| TASK BRIEF |
Check each line of the listing below for the string "Duration", then copy every line that has it.

| DATA TO USE |
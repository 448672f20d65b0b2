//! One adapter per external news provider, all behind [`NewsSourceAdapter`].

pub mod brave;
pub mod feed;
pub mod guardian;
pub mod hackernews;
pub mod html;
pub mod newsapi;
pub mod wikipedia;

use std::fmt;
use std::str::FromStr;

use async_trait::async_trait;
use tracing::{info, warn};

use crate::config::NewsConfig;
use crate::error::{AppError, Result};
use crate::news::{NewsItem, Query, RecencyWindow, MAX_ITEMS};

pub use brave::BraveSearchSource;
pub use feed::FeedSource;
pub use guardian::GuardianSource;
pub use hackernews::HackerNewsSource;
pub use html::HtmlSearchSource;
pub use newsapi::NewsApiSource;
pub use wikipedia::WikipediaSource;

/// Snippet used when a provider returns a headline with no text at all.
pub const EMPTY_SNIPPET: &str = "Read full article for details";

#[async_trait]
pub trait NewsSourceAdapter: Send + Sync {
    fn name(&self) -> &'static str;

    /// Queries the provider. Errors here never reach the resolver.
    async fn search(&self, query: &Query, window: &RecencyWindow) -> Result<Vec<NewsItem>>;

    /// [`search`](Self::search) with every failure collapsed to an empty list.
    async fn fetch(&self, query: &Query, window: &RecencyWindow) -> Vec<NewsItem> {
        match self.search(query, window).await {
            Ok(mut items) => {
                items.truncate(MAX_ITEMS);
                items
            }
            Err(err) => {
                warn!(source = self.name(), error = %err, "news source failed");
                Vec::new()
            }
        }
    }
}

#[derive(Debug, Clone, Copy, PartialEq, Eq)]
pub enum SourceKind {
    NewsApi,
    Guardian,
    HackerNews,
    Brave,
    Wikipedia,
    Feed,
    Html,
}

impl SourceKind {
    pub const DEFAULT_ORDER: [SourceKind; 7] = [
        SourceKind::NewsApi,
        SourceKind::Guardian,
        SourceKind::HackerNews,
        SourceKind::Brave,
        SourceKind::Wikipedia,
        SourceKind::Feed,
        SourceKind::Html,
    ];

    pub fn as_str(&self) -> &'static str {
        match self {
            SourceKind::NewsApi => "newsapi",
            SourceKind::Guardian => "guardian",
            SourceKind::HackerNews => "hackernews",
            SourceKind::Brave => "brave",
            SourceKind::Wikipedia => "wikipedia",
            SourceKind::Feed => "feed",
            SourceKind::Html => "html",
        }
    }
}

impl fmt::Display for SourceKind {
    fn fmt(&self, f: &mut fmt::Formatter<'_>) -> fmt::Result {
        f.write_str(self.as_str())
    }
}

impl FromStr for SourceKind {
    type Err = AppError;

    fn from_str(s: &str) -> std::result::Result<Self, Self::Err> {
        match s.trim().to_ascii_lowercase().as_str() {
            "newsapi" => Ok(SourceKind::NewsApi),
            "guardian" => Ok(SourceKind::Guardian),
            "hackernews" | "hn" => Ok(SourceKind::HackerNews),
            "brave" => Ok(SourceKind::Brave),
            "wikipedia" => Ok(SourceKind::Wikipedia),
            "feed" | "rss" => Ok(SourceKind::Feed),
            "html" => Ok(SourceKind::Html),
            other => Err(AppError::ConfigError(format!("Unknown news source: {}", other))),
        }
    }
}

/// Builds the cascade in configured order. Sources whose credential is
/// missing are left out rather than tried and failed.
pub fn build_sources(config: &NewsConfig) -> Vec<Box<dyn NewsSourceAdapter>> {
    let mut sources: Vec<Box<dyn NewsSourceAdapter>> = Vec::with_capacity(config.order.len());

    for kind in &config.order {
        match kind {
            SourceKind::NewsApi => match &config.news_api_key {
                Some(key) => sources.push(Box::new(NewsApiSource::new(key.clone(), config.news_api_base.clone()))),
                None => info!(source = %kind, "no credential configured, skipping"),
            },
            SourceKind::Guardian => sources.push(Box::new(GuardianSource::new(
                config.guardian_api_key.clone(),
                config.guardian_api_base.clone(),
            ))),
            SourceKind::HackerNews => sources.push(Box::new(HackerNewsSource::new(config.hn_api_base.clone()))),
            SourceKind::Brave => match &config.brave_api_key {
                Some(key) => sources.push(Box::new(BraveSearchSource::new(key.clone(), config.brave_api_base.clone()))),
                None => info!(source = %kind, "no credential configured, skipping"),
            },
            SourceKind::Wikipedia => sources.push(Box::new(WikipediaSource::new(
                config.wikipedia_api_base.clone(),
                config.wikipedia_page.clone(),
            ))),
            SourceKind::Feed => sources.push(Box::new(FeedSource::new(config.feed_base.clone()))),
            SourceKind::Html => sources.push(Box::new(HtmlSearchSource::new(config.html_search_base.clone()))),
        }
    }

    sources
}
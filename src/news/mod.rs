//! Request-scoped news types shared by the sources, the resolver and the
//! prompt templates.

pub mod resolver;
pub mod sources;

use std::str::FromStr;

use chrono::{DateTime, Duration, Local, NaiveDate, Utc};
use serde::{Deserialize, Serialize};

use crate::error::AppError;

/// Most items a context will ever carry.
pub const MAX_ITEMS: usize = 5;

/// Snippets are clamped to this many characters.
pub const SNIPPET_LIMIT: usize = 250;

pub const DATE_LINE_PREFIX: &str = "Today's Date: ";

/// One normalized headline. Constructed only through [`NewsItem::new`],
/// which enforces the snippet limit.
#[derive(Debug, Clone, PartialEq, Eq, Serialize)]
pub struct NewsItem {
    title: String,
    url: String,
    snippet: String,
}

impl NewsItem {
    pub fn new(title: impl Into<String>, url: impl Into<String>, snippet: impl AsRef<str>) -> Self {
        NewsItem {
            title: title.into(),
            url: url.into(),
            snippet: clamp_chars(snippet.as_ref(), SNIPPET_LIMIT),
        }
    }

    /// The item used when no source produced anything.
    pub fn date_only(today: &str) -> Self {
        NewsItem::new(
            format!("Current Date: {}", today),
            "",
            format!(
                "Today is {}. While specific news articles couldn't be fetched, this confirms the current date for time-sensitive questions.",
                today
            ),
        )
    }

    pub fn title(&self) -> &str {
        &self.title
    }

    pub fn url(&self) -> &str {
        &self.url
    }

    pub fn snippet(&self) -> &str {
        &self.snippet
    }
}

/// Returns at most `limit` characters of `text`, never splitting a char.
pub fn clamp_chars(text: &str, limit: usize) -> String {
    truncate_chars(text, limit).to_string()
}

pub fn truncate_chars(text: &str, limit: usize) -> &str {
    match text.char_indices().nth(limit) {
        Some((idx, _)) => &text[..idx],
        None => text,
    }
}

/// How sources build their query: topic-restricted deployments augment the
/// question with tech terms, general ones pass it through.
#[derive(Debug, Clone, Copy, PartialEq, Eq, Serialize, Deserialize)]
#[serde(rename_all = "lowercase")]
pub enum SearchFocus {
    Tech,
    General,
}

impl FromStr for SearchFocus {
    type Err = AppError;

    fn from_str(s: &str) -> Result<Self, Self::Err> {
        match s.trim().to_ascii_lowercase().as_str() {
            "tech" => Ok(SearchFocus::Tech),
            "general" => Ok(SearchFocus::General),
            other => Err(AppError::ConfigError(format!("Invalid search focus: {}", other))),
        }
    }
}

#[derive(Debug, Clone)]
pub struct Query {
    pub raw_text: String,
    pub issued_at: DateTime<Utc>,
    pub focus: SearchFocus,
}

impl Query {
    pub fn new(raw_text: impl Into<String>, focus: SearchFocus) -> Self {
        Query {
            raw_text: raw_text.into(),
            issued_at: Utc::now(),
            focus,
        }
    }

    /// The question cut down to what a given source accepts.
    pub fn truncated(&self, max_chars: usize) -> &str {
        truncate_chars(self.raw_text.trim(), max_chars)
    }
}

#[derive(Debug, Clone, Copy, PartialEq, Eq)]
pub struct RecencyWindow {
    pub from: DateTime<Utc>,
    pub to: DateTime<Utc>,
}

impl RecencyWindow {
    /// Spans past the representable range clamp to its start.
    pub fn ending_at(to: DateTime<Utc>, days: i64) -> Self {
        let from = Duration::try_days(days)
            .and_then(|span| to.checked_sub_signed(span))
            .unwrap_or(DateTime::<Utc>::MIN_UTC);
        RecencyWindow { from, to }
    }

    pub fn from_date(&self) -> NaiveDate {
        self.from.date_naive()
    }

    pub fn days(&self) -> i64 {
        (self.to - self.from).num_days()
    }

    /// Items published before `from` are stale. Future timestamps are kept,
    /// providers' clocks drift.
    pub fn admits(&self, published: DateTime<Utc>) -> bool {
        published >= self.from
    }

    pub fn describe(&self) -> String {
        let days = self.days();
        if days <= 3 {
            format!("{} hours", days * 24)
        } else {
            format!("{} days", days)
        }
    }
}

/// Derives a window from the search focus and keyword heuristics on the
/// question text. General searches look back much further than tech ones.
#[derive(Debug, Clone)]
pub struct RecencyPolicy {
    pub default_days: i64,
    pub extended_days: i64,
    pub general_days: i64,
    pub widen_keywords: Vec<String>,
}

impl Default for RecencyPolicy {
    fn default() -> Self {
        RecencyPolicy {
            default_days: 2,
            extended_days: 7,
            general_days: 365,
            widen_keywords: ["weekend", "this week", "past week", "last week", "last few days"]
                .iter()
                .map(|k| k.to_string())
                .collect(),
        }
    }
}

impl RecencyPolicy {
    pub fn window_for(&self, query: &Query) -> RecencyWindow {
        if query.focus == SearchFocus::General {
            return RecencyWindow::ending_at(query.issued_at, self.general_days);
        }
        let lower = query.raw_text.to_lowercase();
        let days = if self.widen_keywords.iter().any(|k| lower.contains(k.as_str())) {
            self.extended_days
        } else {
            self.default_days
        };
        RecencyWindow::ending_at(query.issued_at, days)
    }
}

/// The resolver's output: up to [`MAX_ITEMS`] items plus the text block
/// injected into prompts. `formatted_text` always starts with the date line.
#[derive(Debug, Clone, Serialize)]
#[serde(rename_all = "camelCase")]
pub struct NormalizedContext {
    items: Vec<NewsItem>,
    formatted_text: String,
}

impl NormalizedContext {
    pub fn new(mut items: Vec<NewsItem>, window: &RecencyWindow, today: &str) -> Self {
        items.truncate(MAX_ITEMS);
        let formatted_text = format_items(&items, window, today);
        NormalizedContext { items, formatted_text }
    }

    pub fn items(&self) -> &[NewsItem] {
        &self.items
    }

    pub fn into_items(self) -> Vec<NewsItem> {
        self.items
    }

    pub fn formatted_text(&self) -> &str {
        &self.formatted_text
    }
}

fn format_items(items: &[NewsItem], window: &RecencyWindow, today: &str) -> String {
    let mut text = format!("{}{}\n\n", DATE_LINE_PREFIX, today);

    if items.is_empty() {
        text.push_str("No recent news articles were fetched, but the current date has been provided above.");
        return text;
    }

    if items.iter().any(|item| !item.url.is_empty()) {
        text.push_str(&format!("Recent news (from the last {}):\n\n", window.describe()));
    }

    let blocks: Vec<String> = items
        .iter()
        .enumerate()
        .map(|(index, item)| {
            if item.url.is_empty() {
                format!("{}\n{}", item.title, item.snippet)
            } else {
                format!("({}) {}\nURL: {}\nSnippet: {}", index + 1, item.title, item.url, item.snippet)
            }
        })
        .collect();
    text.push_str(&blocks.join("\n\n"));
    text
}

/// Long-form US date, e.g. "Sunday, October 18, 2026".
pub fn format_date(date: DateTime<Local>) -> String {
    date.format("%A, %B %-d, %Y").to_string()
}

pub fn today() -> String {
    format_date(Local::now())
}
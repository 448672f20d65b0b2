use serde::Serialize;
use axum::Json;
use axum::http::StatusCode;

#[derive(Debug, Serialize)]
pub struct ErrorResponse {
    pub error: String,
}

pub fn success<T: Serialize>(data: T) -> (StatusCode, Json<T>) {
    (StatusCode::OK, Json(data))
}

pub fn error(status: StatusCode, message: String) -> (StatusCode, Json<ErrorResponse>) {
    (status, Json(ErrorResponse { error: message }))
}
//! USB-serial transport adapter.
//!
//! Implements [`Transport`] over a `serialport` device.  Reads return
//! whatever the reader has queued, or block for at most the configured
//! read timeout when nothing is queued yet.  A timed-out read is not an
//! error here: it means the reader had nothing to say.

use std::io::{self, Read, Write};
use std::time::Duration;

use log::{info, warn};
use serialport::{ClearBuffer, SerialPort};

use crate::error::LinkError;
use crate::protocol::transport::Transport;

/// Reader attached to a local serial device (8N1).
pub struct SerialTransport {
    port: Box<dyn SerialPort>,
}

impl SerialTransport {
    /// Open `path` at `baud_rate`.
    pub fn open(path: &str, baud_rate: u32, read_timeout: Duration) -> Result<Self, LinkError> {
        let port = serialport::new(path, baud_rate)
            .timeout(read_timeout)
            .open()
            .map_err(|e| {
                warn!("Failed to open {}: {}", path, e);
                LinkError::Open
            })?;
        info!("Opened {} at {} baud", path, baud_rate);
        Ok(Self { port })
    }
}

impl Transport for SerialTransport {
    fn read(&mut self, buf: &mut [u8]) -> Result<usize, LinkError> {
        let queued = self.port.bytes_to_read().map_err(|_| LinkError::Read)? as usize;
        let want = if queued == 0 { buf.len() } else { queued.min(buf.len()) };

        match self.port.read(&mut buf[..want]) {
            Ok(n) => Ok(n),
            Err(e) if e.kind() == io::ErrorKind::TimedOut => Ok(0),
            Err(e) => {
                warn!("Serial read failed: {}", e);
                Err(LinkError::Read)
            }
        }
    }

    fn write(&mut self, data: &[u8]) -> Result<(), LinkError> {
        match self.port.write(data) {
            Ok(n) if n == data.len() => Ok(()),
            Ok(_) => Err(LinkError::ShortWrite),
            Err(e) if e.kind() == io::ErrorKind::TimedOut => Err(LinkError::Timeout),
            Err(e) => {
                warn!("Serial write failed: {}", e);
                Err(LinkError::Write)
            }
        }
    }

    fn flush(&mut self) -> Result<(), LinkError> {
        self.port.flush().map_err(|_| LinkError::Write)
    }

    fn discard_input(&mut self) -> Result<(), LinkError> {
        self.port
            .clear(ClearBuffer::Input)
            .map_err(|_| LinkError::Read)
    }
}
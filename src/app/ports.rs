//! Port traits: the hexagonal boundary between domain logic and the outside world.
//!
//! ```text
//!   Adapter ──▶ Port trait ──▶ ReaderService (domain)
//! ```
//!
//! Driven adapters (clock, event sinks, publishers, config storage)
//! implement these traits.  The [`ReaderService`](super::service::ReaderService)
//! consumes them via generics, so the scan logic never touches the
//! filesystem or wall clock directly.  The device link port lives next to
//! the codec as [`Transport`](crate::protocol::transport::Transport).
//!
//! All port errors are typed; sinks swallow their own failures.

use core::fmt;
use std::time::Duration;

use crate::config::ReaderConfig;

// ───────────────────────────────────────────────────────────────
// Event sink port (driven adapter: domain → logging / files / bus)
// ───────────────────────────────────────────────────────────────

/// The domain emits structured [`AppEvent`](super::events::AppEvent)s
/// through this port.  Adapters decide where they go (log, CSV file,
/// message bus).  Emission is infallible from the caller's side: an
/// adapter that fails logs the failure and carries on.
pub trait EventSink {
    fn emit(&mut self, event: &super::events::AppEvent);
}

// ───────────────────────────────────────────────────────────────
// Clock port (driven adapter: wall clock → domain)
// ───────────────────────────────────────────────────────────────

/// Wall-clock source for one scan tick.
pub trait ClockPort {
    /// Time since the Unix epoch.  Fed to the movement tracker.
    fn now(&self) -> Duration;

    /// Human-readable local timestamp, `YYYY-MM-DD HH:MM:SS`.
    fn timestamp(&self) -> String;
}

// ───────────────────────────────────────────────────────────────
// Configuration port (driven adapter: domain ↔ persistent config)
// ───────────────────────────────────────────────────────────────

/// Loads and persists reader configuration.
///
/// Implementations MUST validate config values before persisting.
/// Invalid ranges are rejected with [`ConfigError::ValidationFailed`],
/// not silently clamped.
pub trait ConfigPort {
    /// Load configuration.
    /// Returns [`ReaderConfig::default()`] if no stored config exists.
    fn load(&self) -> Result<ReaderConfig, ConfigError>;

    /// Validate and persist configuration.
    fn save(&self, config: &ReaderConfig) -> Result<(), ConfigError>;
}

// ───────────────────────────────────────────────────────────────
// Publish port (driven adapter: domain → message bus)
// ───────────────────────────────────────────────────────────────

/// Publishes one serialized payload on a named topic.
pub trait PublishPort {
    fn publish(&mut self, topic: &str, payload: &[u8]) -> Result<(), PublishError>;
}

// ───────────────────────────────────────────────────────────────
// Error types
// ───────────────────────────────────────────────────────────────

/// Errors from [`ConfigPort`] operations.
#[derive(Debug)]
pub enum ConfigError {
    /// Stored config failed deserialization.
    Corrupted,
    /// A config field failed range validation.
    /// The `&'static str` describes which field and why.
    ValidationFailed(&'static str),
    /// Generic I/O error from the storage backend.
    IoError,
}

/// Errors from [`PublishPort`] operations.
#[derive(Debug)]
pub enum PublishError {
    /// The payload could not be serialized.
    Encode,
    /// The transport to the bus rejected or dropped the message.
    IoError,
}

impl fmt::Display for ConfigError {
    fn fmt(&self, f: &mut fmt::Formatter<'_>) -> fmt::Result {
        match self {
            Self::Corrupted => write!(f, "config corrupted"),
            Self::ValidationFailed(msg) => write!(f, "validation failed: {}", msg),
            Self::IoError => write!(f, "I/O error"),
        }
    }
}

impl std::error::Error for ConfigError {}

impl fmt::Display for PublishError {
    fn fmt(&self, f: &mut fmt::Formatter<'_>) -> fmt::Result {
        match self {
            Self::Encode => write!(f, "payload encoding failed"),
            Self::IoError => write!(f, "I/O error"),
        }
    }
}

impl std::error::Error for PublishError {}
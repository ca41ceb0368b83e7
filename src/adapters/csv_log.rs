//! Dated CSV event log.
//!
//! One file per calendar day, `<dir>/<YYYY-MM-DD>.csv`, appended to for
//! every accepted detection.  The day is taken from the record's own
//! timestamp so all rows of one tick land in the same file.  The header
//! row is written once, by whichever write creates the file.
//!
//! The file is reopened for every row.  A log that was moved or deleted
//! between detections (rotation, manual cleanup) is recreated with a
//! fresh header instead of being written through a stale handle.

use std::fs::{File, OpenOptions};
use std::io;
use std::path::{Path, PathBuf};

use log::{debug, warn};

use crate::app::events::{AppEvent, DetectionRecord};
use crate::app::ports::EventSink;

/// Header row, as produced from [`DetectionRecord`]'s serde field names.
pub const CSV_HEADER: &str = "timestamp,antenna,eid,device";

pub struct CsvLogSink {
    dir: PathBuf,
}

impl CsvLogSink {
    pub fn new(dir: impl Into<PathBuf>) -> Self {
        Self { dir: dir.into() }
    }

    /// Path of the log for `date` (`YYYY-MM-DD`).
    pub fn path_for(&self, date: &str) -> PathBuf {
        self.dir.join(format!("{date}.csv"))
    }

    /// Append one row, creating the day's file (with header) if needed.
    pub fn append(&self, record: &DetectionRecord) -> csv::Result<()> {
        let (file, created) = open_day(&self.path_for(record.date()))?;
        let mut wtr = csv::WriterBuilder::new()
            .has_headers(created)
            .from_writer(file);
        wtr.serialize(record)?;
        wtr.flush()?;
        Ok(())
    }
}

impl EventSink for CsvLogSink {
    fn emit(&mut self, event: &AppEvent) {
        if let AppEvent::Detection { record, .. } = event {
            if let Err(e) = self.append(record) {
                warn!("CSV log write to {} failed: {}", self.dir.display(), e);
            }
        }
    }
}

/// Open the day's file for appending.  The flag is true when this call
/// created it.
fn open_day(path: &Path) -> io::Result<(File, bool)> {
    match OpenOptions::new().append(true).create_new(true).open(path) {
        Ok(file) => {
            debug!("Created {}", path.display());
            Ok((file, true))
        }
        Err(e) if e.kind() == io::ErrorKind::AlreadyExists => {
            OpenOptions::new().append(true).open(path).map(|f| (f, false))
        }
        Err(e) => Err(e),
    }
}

| EXERCISE RESPONSE |
use chrono::{DateTime, Duration, Local, NaiveDate, Utc};
        let from = Duration::try_days(days)
use std::time::Duration;
    pub fn open(path: &str, baud_rate: u32, read_timeout: Duration) -> Result<Self, LinkError> {
use std::time::Duration;
    fn now(&self) -> Duration;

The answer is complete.